Tolerability describes the extent to which patients can withstand the side effects associated with a medication while continuing treatment. It is a critical component of a drug’s overall clinical profile because even a highly efficacious medication has limited utility if patients cannot tolerate it long enough to derive benefit. Tolerability is typically assessed by examining the incidence and severity of adverse events, treatment discontinuation rates, and the need for dose modifications.

In the context of GLP-1 receptor agonist-based therapies, tolerability is closely linked to gastrointestinal adverse events such as nausea, vomiting, and diarrhea. These effects are a pharmacological consequence of GLP-1 receptor activation in the gastrointestinal tract and brainstem, and they tend to be most pronounced during the dose-escalation phase of treatment.
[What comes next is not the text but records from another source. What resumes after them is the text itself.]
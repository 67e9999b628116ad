//! Logging bootstrap and safety policy for the core crate.
//!
//! # Responsibility
//! - Initialize file-based rolling logs exactly once per process.
//! - Emit stable, metadata-only diagnostic events from core.
//!
//! # Invariants
//! - Logging init is idempotent for the same level and directory.
//! - Logging initialization must not panic.
//! - Re-initialization with a different level or directory is rejected.

use flexi_logger::{Cleanup, Criterion, FileSpec, Logger, LoggerHandle, Naming, WriteMode};
use log::info;
use once_cell::sync::OnceCell;
use std::path::{Path, PathBuf};

const LOG_FILE_BASENAME: &str = "knowhub";
const MAX_LOG_FILE_SIZE_BYTES: u64 = 10 * 1024 * 1024;
const MAX_LOG_FILES: usize = 5;

static LOGGING_STATE: OnceCell<LoggingState> = OnceCell::new();

struct LoggingState {
    level: &'static str,
    log_dir: PathBuf,
    _logger: LoggerHandle,
}

/// Initializes core logging with level and directory.
///
/// Returns `Ok(())` when logging is active, or a human-readable error string
/// when initialization fails.
///
/// # Errors
/// - Returns an error when `level` is unsupported.
/// - Returns an error when `log_dir` is empty, non-absolute, or cannot be
///   created.
/// - Returns an error when the logger backend fails to start, or when
///   logging was already initialized with a different configuration.
pub fn init_logging(level: &str, log_dir: &str) -> Result<(), String> {
    let normalized_level = normalize_level(level)?;
    let normalized_dir = normalize_log_dir(log_dir)?;

    let state = LOGGING_STATE.get_or_try_init(|| -> Result<LoggingState, String> {
        std::fs::create_dir_all(&normalized_dir).map_err(|err| {
            format!(
                "failed to create log directory `{}`: {err}",
                normalized_dir.display()
            )
        })?;

        let logger = Logger::try_with_str(normalized_level)
            .map_err(|err| format!("invalid log level `{normalized_level}`: {err}"))?
            .log_to_file(
                FileSpec::default()
                    .directory(normalized_dir.as_path())
                    .basename(LOG_FILE_BASENAME),
            )
            .rotate(
                Criterion::Size(MAX_LOG_FILE_SIZE_BYTES),
                Naming::Numbers,
                Cleanup::KeepLogFiles(MAX_LOG_FILES),
            )
            .write_mode(WriteMode::BufferAndFlush)
            .append()
            .format_for_files(flexi_logger::detailed_format)
            .start()
            .map_err(|err| format!("failed to start logger: {err}"))?;

        info!(
            "event=core_init module=core status=ok level={} log_dir={} version={}",
            normalized_level,
            normalized_dir.display(),
            env!("CARGO_PKG_VERSION")
        );

        Ok(LoggingState {
            level: normalized_level,
            log_dir: normalized_dir.clone(),
            _logger: logger,
        })
    })?;

    ensure_matching_config(state, normalized_level, &normalized_dir)
}

/// Returns active logging status metadata.
///
/// Returns `None` when logging has not been initialized, or
/// `(level, log_dir)` when logging is active.
pub fn logging_status() -> Option<(&'static str, PathBuf)> {
    LOGGING_STATE
        .get()
        .map(|state| (state.level, state.log_dir.clone()))
}

/// Returns the default log level for current build mode.
///
/// - `debug` builds -> `debug`
/// - `release` builds -> `info`
pub fn default_log_level() -> &'static str {
    if cfg!(debug_assertions) {
        "debug"
    } else {
        "info"
    }
}

fn ensure_matching_config(
    state: &LoggingState,
    level: &'static str,
    log_dir: &Path,
) -> Result<(), String> {
    if state.log_dir != log_dir {
        return Err(format!(
            "logging already initialized at `{}`; refusing to switch to `{}`",
            state.log_dir.display(),
            log_dir.display()
        ));
    }
    if state.level != level {
        return Err(format!(
            "logging already initialized with level `{}`; refusing to switch to `{level}`",
            state.level
        ));
    }
    Ok(())
}

fn normalize_level(level: &str) -> Result<&'static str, String> {
    match level.trim().to_ascii_lowercase().as_str() {
        "trace" => Ok("trace"),
        "debug" => Ok("debug"),
        "info" => Ok("info"),
        "warn" | "warning" => Ok("warn"),
        "error" => Ok("error"),
        other => Err(format!(
            "unsupported log level `{other}`; expected trace|debug|info|warn|error"
        )),
    }
}

fn normalize_log_dir(log_dir: &str) -> Result<PathBuf, String> {
    let trimmed = log_dir.trim();
    if trimmed.is_empty() {
        return Err("log_dir cannot be empty".to_string());
    }
    let path = Path::new(trimmed);
    if !path.is_absolute() {
        return Err(format!("log_dir must be an absolute path, got `{trimmed}`"));
    }
    Ok(path.to_path_buf())
}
Gradual dose titration is the primary strategy for improving tolerability, allowing patients to adapt to increasing drug exposure over several weeks.

In retatrutide clinical trials, gastrointestinal adverse events were the most commonly reported side effects, consistent with the GLP-1 component of the drug’s mechanism. The Phase 2 obesity trial reported treatment discontinuation due to adverse events in approximately 6-16% of participants across active treatment arms, depending on the dose level. These rates are broadly comparable to those observed with other incretin-based therapies, suggesting that the addition of GIP and glucagon receptor agonism does not substantially worsen the tolerability profile.